Deuxième difficulté : l'ouvrage paraissant aux éditions de la Martinière, on peut supposer que Douin a dû se plier aux règles du « beau livre » et se limiter à une approche généraliste de l’œuvre du cinéaste.

Or s'il faut absolument tordre le cou au cliché du réalisateur cérébral et abscons, les films de Resnais sont d'une telle richesse, d'une telle subtilité, d'une telle profondeur que le cadre imparti a sans doute constitué une réelle contrainte.

 

Disons le d'emblée, Jean-Luc Douin a presque parfaitement tenu son pari et même si je me permettrai d'émettre quelques réserves ça et là, son Alain Resnais mérite assurément le détour.
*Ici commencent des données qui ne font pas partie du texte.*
//! Error types.
//!
//! Only host setup can surface an error to the user.  Collaborator failures
//! (sprites, audio, effects) are built as `GameError`s so they can be logged
//! uniformly, then dropped.

use std::path::PathBuf;

use thiserror::Error;

#[derive(Error, Debug)]
pub enum GameError {
    /// Config file exists but could not be read
    #[error("Failed to read config '{path}': {source}")]
    ConfigRead {
        path: PathBuf,
        #[source]
        source: std::io::Error,
    },

    /// Config file is not valid JSON for `GameConfig`
    #[error("Invalid config '{path}': {source}")]
    ConfigParse {
        path: PathBuf,
        #[source]
        source: serde_json::Error,
    },

    /// Config parsed but holds values the game cannot run with
    #[error("Invalid config value: {0}")]
    ConfigValue(String),

    /// Sprite art missing or unusable
    #[error("Sprite '{name}' unavailable: {reason}")]
    SpriteUnavailable { name: String, reason: String },

    /// Audio output refused or failed
    #[error("Audio unavailable: {0}")]
    AudioUnavailable(String),

    /// Visual effect could not be created
    #[error("Effect unavailable: {0}")]
    EffectUnavailable(String),

    /// Terminal or log file I/O
    #[error("I/O error: {0}")]
    Io(#[from] std::io::Error),
}

pub type Result<T> = std::result::Result<T, GameError>;
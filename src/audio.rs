//! Sound triggers.
//!
//! Three fire-and-forget cues.  Any of them may fail; [`AudioCues`] logs the
//! failure at debug level and carries on.

use std::io::{IsTerminal, Write};

use crate::error::{GameError, Result};
use crate::events::{EventSink, GameEvent};

pub trait AudioSink {
    fn enemy_destroyed(&mut self) -> Result<()>;
    fn player_hit(&mut self) -> Result<()>;
    fn player_death(&mut self) -> Result<()>;
}

/// Plays nothing.  Used when audio is disabled or unavailable.
#[derive(Debug, Default)]
pub struct Silent;

impl AudioSink for Silent {
    fn enemy_destroyed(&mut self) -> Result<()> {
        Ok(())
    }

    fn player_hit(&mut self) -> Result<()> {
        Ok(())
    }

    fn player_death(&mut self) -> Result<()> {
        Ok(())
    }
}

/// Rings the terminal bell: once for a kill, twice for a hit, three times
/// for death.
pub struct TerminalBell<W: Write> {
    out: W,
}

impl TerminalBell<std::io::Stderr> {
    /// Bell on stderr, if stderr is a terminal at all.
    pub fn stderr() -> Result<Self> {
        let err = std::io::stderr();
        if !err.is_terminal() {
            return Err(GameError::AudioUnavailable("stderr is not a terminal".into()));
        }
        Ok(Self { out: err })
    }
}

impl<W: Write> TerminalBell<W> {
    pub fn new(out: W) -> Self {
        Self { out }
    }

    pub fn into_inner(self) -> W {
        self.out
    }

    fn ring(&mut self, times: usize) -> Result<()> {
        self.out
            .write_all("\x07".repeat(times).as_bytes())
            .and_then(|_| self.out.flush())
            .map_err(|e| GameError::AudioUnavailable(e.to_string()))
    }
}

impl<W: Write> AudioSink for TerminalBell<W> {
    fn enemy_destroyed(&mut self) -> Result<()> {
        self.ring(1)
    }

    fn player_hit(&mut self) -> Result<()> {
        self.ring(2)
    }

    fn player_death(&mut self) -> Result<()> {
        self.ring(3)
    }
}

/// Maps gameplay events onto an [`AudioSink`].
pub struct AudioCues {
    sink: Box<dyn AudioSink>,
    failures: u32,
}

impl AudioCues {
    pub fn new(sink: Box<dyn AudioSink>) -> Self {
        Self { sink, failures: 0 }
    }

    pub fn silent() -> Self {
        Self::new(Box::new(Silent))
    }

    pub fn failures(&self) -> u32 {
        self.failures
    }
}

impl EventSink for AudioCues {
    fn on_event(&mut self, event: &GameEvent) {
        let played = match event {
            GameEvent::EnemyDestroyed { .. } => self.sink.enemy_destroyed(),
            GameEvent::PlayerHit { .. } => self.sink.player_hit(),
            GameEvent::PlayerDied { .. } => self.sink.player_death(),
            _ => Ok(()),
        };
        if let Err(e) = played {
            self.failures += 1;
            log::debug!("audio cue dropped: {}", e);
        }
    }
}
En tant que « beau livre », l'ouvrage est une parfaite réussite. L'iconographie est riche et l'essai regorge de photographies magnifiques, de splendides reproductions des affiches de chaque œuvre en pleine page, de documents rares ou inédits absolument fascinants (les plans de travail de la scripte Sylvette Baudrot, les plans et maquettes des décors de Jacques Saulnier, les dessins de Floc'h...). Le livre est un vrai régal pour les yeux et ne serait-ce que pour cette fabuleuse documentation qu'il nous offre (une grande partie de cette iconographie provient de la Cinémathèque française), il mérite une place dans toutes les bibliothèques qui se respectent.

 

Pour ce qui est de la « vulgarisation » (au sens noble du terme) du cinéma d'Alain Resnais, le livre est également une réussite. Jean-Luc Douin sait à la fois se mettre à la portée de tous sans pour autant omettre la dimension analytique nécessaire dans un essai sur un cinéaste comme Resnais. Il parvient ici à circonscrire de manière intelligente les enjeux (narratifs, thématiques...) des films en mêlant des entretiens (une longue conversation passionnante avec Resnais), des commentaires pour chaque film et une sorte de petit lexique où il s'attarde sur les « thèmes » chers au cinéaste (Paris, le passé, la femme, le cerveau...).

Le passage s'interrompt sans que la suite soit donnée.